A groundbreaking ceremony is planned for the field, on East Sandford Boulevard near the Pelham border, on Wednesday.
“The restoration of Memorial Field is both an important tangible and symbolic achievement in the revitalization of Mount Vernon,” County Executive George Latimer said Friday in a statement. “My administration made this commitment and I am immensely proud to see it begin to come to fruition.”
Mayor Shawyn Patterson-Howard, who took office in January, called Memorial Field “the symbol of Mount Vernon’s soul for the last decade” and said she looked forward to it being restored for the city’s residents.
“We ran on the premise of forward together, and Memorial Field symbolizes teamwork in action,” she said. “We will run the football into the end zone together.”
The county took over the planning and construction of the project after years of the city squandering earlier county funds and failing to reopen the long-dormant sports field and track. Other than work on a tennis center that was not part of the original plans and the demolition of the grandstands two years ago, there was no progress there at all over the past dozen years.
How we got here
The delays were caused in part by politics but mostly in recent years because of the dumping of contaminated debris there in 2015. The city was ordered by the state Department of Environmental Conservation to clean up the site. Most of that work was completed last year but as of last month there was still soil under the existing tennis courts and large boulders that had to be removed.
City and county officials did not initially respond to questions on whether the DEC has signed off that the remediation is complete and construction can begin. Over the weekend a city spokesman said the DEC had signed off verbally and the city was awaiting documentation to that effect.
But a DEC spokeswoman on Monday said the agency had visited the site and was still awaiting submissions from city officials before deciding the work is completed.
Once the construction is completed, the county will turn over Memorial Field to the city.
The county in 2009 committed $9.7 million of what was expected to be a $12 million project under a deal worked out by then-Mayor Clinton Young.
The city received an initial $3.4 million, but when former Mayor Ernie Davis defeated Young in his re-election bid, the money went for work that was not in the original plans. Davis, an architect by training and an avid tennis player, focused on a new tennis center and the restoration of the iconic grandstands. But neither was completed.
LandTek, whose management team includes New York Jets legend Marty Lyons, has built numerous sports fields in Westchester, Long Island and New York City. It recently completed the renovation of synthetic-turf soccer fields at Tibbetts Brook Park Brook Park in Yonkers and Saxon Woods Park in White Plains.

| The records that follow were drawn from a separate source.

//! Updater configuration.
//!
//! Every option the engine recognizes lives in [`OtaConfig`]; unknown
//! options found when deserializing a config document are collected into
//! the `extra` sink and ignored, so older devices accept newer configs.

use serde::{Deserialize, Serialize};
use std::collections::BTreeMap;
use std::path::PathBuf;
use tracing::{debug, warn};

/// Default chunk size for copy, download and hashing loops.
pub const DEFAULT_CHUNK_SIZE: usize = 512;

/// Default number of retries after the first failed download attempt.
pub const DEFAULT_DOWNLOAD_RETRIES: u32 = 1;

/// Default exponential backoff base in milliseconds.
pub const DEFAULT_RETRY_BASE_DELAY_MS: u64 = 250;

/// Default per-request HTTP timeout in seconds.
pub const DEFAULT_HTTP_TIMEOUT_S: u64 = 5;

/// Extensions never copied into the backup directory (binary assets that
/// are cheap to re-download and expensive to duplicate on small flash).
pub const DEFAULT_BACKUP_SKIP_EXTENSIONS: &[&str] = &[
    ".png", ".jpg", ".jpeg", ".gif", ".bmp", ".rgb565", ".raw", ".bin", ".ttf", ".otf", ".woff",
];

/// Path prefixes never copied into the backup directory.
pub const DEFAULT_BACKUP_SKIP_PREFIXES: &[&str] =
    &["assets/", "static/", "media/", "images/", "fonts/"];

/// Policy for deleting local files absent from the remote manifest.
#[derive(Debug, Clone, Copy, PartialEq, Eq, Default, Serialize, Deserialize)]
#[serde(rename_all = "snake_case")]
pub enum DeletePolicy {
    /// Never delete anything.
    #[default]
    Never,
    /// Delete when the extension is in the allowlist and also appears in
    /// the remote manifest.
    ManifestExtensions,
    /// Delete when the extension is in the allowlist.
    CustomExtensions,
    /// Delete every extraneous file under the destination root.
    All,
}

impl DeletePolicy {
    pub fn as_str(&self) -> &'static str {
        match self {
            DeletePolicy::Never => "never",
            DeletePolicy::ManifestExtensions => "manifest_extensions",
            DeletePolicy::CustomExtensions => "custom_extensions",
            DeletePolicy::All => "all",
        }
    }
}

/// Construction-time options for [`crate::updater::OtaUpdater`].
///
/// All fields have defaults so a config document only needs to name what
/// it changes. Relative `ota_state_file` and `local_manifest_file` paths
/// resolve under `dest_dir`.
#[derive(Debug, Clone, Serialize, Deserialize)]
#[serde(default)]
pub struct OtaConfig {
    /// URL of the remote manifest; unused in HTTP-FS mode.
    pub manifest_url: Option<String>,

    /// Base URL prepended to per-file paths for downloads, and the crawl
    /// root in HTTP-FS mode.
    pub base_file_url: String,

    /// Root directory for applied files.
    pub dest_dir: PathBuf,

    /// Apply even when manifest versions match.
    pub force_update: bool,

    /// Crawl `base_file_url` as a directory listing instead of consuming
    /// a manifest.
    pub recurse_http_fs: bool,

    /// Durable state marker file.
    pub ota_state_file: PathBuf,

    /// Local copy of the last successfully applied manifest.
    pub local_manifest_file: PathBuf,

    /// Derives the backup directory name (`<application_name>_backup`).
    pub application_name: String,

    /// Per-request HTTP timeout in seconds; `None` disables the timeout.
    pub http_timeout_s: Option<u64>,

    /// Extensions excluded from backup (still mutated/removed).
    pub backup_skip_extensions: Vec<String>,

    /// Path prefixes excluded from backup (still mutated/removed).
    pub backup_skip_prefixes: Vec<String>,

    /// Shared secret for manifest HMAC-SHA256 verification.
    pub manifest_auth_key: Option<String>,

    /// Manifest field holding the signature hex.
    pub manifest_signature_field: String,

    /// Retries after the first failed download attempt.
    pub download_retries: u32,

    /// Exponential backoff base between retries, in milliseconds.
    pub retry_base_delay_ms: u64,

    /// Attempt HTTP range resume via `.part` files.
    pub resume_downloads: bool,

    /// Chunk size for copy and download loops, in bytes.
    pub io_chunk_size: usize,

    /// Chunk size for MD5 verification, in bytes.
    pub md5_chunk_size: usize,

    /// Abort an HTTP-FS update when any single file fails.
    pub strict_http_fs: bool,

    /// Policy for deleting local files missing from the manifest.
    pub delete_files_not_in_manifest_policy: DeletePolicy,

    /// Extension allowlist for the extension-scoped delete policies.
    pub delete_files_not_in_manifest_extensions: Vec<String>,

    /// Unknown options are accepted and ignored for forward compatibility.
    #[serde(flatten)]
    pub extra: BTreeMap<String, serde_json::Value>,
}

impl Default for OtaConfig {
    fn default() -> Self {
        Self {
            manifest_url: None,
            base_file_url: String::new(),
            dest_dir: PathBuf::from("."),
            force_update: false,
            recurse_http_fs: false,
            ota_state_file: PathBuf::from("ota_state.txt"),
            local_manifest_file: PathBuf::from("versions.json"),
            application_name: "rova".to_string(),
            http_timeout_s: Some(DEFAULT_HTTP_TIMEOUT_S),
            backup_skip_extensions: DEFAULT_BACKUP_SKIP_EXTENSIONS
                .iter()
                .map(|s| s.to_string())
                .collect(),
            backup_skip_prefixes: DEFAULT_BACKUP_SKIP_PREFIXES
                .iter()
                .map(|s| s.to_string())
                .collect(),
            manifest_auth_key: None,
            manifest_signature_field: "signature".to_string(),
            download_retries: DEFAULT_DOWNLOAD_RETRIES,
            retry_base_delay_ms: DEFAULT_RETRY_BASE_DELAY_MS,
            resume_downloads: false,
            io_chunk_size: DEFAULT_CHUNK_SIZE,
            md5_chunk_size: DEFAULT_CHUNK_SIZE,
            strict_http_fs: true,
            delete_files_not_in_manifest_policy: DeletePolicy::Never,
            delete_files_not_in_manifest_extensions: Vec::new(),
            extra: BTreeMap::new(),
        }
    }
}

impl OtaConfig {
    /// Canonicalize collections and degrade inconsistent settings.
    ///
    /// Called once at updater construction. Extension lists become
    /// lowercase with a leading dot; zero chunk sizes fall back to the
    /// defaults; extension-scoped delete policies without an allowlist
    /// degrade to `never`.
    pub fn normalize(&mut self) {
        self.backup_skip_extensions = normalize_extensions(&self.backup_skip_extensions);
        self.delete_files_not_in_manifest_extensions =
            normalize_extensions(&self.delete_files_not_in_manifest_extensions);

        if self.io_chunk_size == 0 {
            self.io_chunk_size = DEFAULT_CHUNK_SIZE;
        }
        if self.md5_chunk_size == 0 {
            self.md5_chunk_size = DEFAULT_CHUNK_SIZE;
        }
        if self.retry_base_delay_ms == 0 {
            self.retry_base_delay_ms = DEFAULT_RETRY_BASE_DELAY_MS;
        }

        let extension_scoped = matches!(
            self.delete_files_not_in_manifest_policy,
            DeletePolicy::ManifestExtensions | DeletePolicy::CustomExtensions
        );
        if extension_scoped && self.delete_files_not_in_manifest_extensions.is_empty() {
            warn!(
                policy = self.delete_files_not_in_manifest_policy.as_str(),
                "delete policy requires an explicit extension allowlist; disabling delete policy"
            );
            self.delete_files_not_in_manifest_policy = DeletePolicy::Never;
        }

        if !self.extra.is_empty() {
            debug!(
                options = ?self.extra.keys().collect::<Vec<_>>(),
                "ignoring unknown configuration options"
            );
        }
    }

    /// The backup directory path under `dest_dir`.
    pub fn backup_dir(&self) -> PathBuf {
        self.dest_dir
            .join(format!("{}_backup", self.application_name))
    }

    /// Resolve an engine artifact path: relative paths live under
    /// `dest_dir`, absolute paths are used as-is.
    pub fn resolve(&self, path: &std::path::Path) -> PathBuf {
        if path.is_absolute() {
            path.to_path_buf()
        } else {
            self.dest_dir.join(path)
        }
    }
}

/// Lowercase each extension and ensure a leading dot; empty entries are
/// dropped.
pub fn normalize_extensions(exts: &[String]) -> Vec<String> {
    let mut out = Vec::with_capacity(exts.len());
    for ext in exts {
        let trimmed = ext.trim().to_ascii_lowercase();
        if trimmed.is_empty() {
            continue;
        }
        if trimmed.starts_with('.') {
            out.push(trimmed);
        } else {
            out.push(format!(".{}", trimmed));
        }
    }
    out
}

#[cfg(test)]
mod tests {
    use super::*;

    #[test]
    fn test_defaults() {
        let cfg = OtaConfig::default();
        assert_eq!(cfg.ota_state_file, PathBuf::from("ota_state.txt"));
        assert_eq!(cfg.local_manifest_file, PathBuf::from("versions.json"));
        assert_eq!(cfg.application_name, "rova");
        assert_eq!(cfg.download_retries, 1);
        assert_eq!(cfg.io_chunk_size, 512);
        assert!(cfg.strict_http_fs);
        assert_eq!(cfg.delete_files_not_in_manifest_policy, DeletePolicy::Never);
        assert!(cfg
            .backup_skip_extensions
            .iter()
            .any(|e| e == ".rgb565"));
    }

    #[test]
    fn test_unknown_options_are_collected_not_rejected() {
        let cfg: OtaConfig = serde_json::from_str(
            r#"{"manifest_url": "http://host/ota/versions.json", "future_option": 42}"#,
        )
        .unwrap();
        assert_eq!(
            cfg.manifest_url.as_deref(),
            Some("http://host/ota/versions.json")
        );
        assert!(cfg.extra.contains_key("future_option"));
    }

    #[test]
    fn test_extension_normalization() {
        let norm = normalize_extensions(&["PY".into(), ".Mpy".into(), "  ".into()]);
        assert_eq!(norm, vec![".py".to_string(), ".mpy".to_string()]);
    }

    #[test]
    fn test_extension_policy_without_allowlist_degrades() {
        let mut cfg = OtaConfig {
            delete_files_not_in_manifest_policy: DeletePolicy::CustomExtensions,
            ..Default::default()
        };
        cfg.normalize();
        assert_eq!(cfg.delete_files_not_in_manifest_policy, DeletePolicy::Never);
    }

    #[test]
    fn test_zero_chunk_sizes_fall_back() {
        let mut cfg = OtaConfig {
            io_chunk_size: 0,
            md5_chunk_size: 0,
            ..Default::default()
        };
        cfg.normalize();
        assert_eq!(cfg.io_chunk_size, DEFAULT_CHUNK_SIZE);
        assert_eq!(cfg.md5_chunk_size, DEFAULT_CHUNK_SIZE);
    }

    #[test]
    fn test_backup_dir_derives_from_application_name() {
        let cfg = OtaConfig {
            dest_dir: PathBuf::from("/srv/app"),
            application_name: "meterd".into(),
            ..Default::default()
        };
        assert_eq!(cfg.backup_dir(), PathBuf::from("/srv/app/meterd_backup"));
    }

    #[test]
    fn test_relative_artifacts_resolve_under_dest_dir() {
        let cfg = OtaConfig {
            dest_dir: PathBuf::from("/srv/app"),
            ..Default::default()
        };
        assert_eq!(
            cfg.resolve(&cfg.ota_state_file),
            PathBuf::from("/srv/app/ota_state.txt")
        );
        assert_eq!(cfg.resolve(std::path::Path::new("/etc/x")), PathBuf::from("/etc/x"));
    }
}
//! Integrity verification: streaming file MD5 and manifest HMAC.

use crate::error::OtaError;
use crate::manifest;
use hmac::{Hmac, Mac};
use md5::{Digest, Md5};
use sha2::Sha256;
use std::fs::File;
use std::io::{self, Read};
use std::path::Path;
use tracing::debug;

type HmacSha256 = Hmac<Sha256>;

/// Lowercase hex MD5 of a file, hashed in `chunk_size` reads.
pub fn file_md5(path: &Path, chunk_size: usize) -> io::Result<String> {
    let mut file = File::open(path)?;
    let mut hasher = Md5::new();
    let mut buf = vec![0u8; chunk_size.max(1)];
    loop {
        let n = file.read(&mut buf)?;
        if n == 0 {
            break;
        }
        hasher.update(&buf[..n]);
    }
    Ok(format!("{:x}", hasher.finalize()))
}

/// Lowercase hex HMAC-SHA256 of `message` under `key`.
pub fn hmac_sha256_hex(key: &[u8], message: &[u8]) -> String {
    let mut mac = HmacSha256::new_from_slice(key).expect("HMAC can take key of any size");
    mac.update(message);
    hex::encode(mac.finalize().into_bytes())
}

/// Sign a manifest value: HMAC-SHA256 over its canonical bytes with the
/// signature field removed.
pub fn manifest_signature(
    value: &serde_json::Value,
    signature_field: &str,
    key: &str,
) -> Result<String, OtaError> {
    let canonical = manifest::canonical_bytes(value, signature_field)?;
    Ok(hmac_sha256_hex(key.as_bytes(), &canonical))
}

/// Check the manifest's signature field against the shared key.
pub fn verify_manifest_signature(
    value: &serde_json::Value,
    signature_field: &str,
    key: &str,
) -> Result<(), OtaError> {
    let presented = manifest::extract_signature(value, signature_field).ok_or_else(|| {
        OtaError::ManifestSignature(format!("missing signature field {:?}", signature_field))
    })?;
    let expected = manifest_signature(value, signature_field, key)?;
    if !presented.eq_ignore_ascii_case(&expected) {
        return Err(OtaError::ManifestSignature("signature mismatch".to_string()));
    }
    debug!("manifest signature verified");
    Ok(())
}
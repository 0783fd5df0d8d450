//! Error taxonomy for the update engine.
//!
//! Every failure surfaced by the engine carries one of the stable wire
//! codes in [`ErrorCode`]; the human-readable detail string is advisory
//! and callers must branch on the code only.

use std::io;
use thiserror::Error;

/// Stable error codes surfaced via `last_error_code` and in
/// `file_update_failed` events.
#[derive(Debug, Clone, Copy, PartialEq, Eq)]
pub enum ErrorCode {
    ManifestFetchFailed,
    ManifestSignatureInvalid,
    DownloadFailed,
    Md5Mismatch,
    ApplyFailed,
    HttpFsFailed,
    DeleteExtraneousFailed,
}

impl ErrorCode {
    /// Wire name of the code.
    pub fn as_str(&self) -> &'static str {
        match self {
            ErrorCode::ManifestFetchFailed => "manifest_fetch_failed",
            ErrorCode::ManifestSignatureInvalid => "manifest_signature_invalid",
            ErrorCode::DownloadFailed => "download_failed",
            ErrorCode::Md5Mismatch => "md5_mismatch",
            ErrorCode::ApplyFailed => "apply_failed",
            ErrorCode::HttpFsFailed => "http_fs_failed",
            ErrorCode::DeleteExtraneousFailed => "delete_extraneous_failed",
        }
    }
}

impl std::fmt::Display for ErrorCode {
    fn fmt(&self, f: &mut std::fmt::Formatter<'_>) -> std::fmt::Result {
        f.write_str(self.as_str())
    }
}

/// Errors produced by the update engine.
#[derive(Debug, Error)]
pub enum OtaError {
    #[error("manifest fetch failed: {0}")]
    ManifestFetch(String),

    #[error("manifest signature invalid: {0}")]
    ManifestSignature(String),

    #[error("download failed: {0}")]
    Download(String),

    #[error("md5 mismatch for {path}: expected {expected}, got {actual}")]
    Md5Mismatch {
        path: String,
        expected: String,
        actual: String,
    },

    #[error("apply failed: {0}")]
    Apply(String),

    #[error("http-fs update failed: {0}")]
    HttpFs(String),

    #[error("failed to delete extraneous file: {0}")]
    DeleteExtraneous(String),

    /// Filesystem errors during an apply surface as `apply_failed`.
    #[error(transparent)]
    Io(#[from] io::Error),
}

impl OtaError {
    /// The wire code for this error.
    pub fn code(&self) -> ErrorCode {
        match self {
            OtaError::ManifestFetch(_) => ErrorCode::ManifestFetchFailed,
            OtaError::ManifestSignature(_) => ErrorCode::ManifestSignatureInvalid,
            OtaError::Download(_) => ErrorCode::DownloadFailed,
            OtaError::Md5Mismatch { .. } => ErrorCode::Md5Mismatch,
            OtaError::Apply(_) => ErrorCode::ApplyFailed,
            OtaError::HttpFs(_) => ErrorCode::HttpFsFailed,
            OtaError::DeleteExtraneous(_) => ErrorCode::DeleteExtraneousFailed,
            OtaError::Io(_) => ErrorCode::ApplyFailed,
        }
    }
}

Architectural rendering of plans for Memorial Field in Mount Vernon. Garden Avenue is at the bottom of the picture; Sandford Boulevard is on the right. The proposed skate park is just above the field and track on the drawing.
The project includes a synthetic-turf field for football and soccer, an 8-lane track, a skate park, grandstands, locker rooms and concession stands. There will also be room for three tennis courts in the rear of the property where the Mount Vernon Tennis Center had six courts.
The owners of the tennis center have a pending lawsuit against the city over its dismantling of the tennis bubble two years ago under then-Mayor Richard Thomas.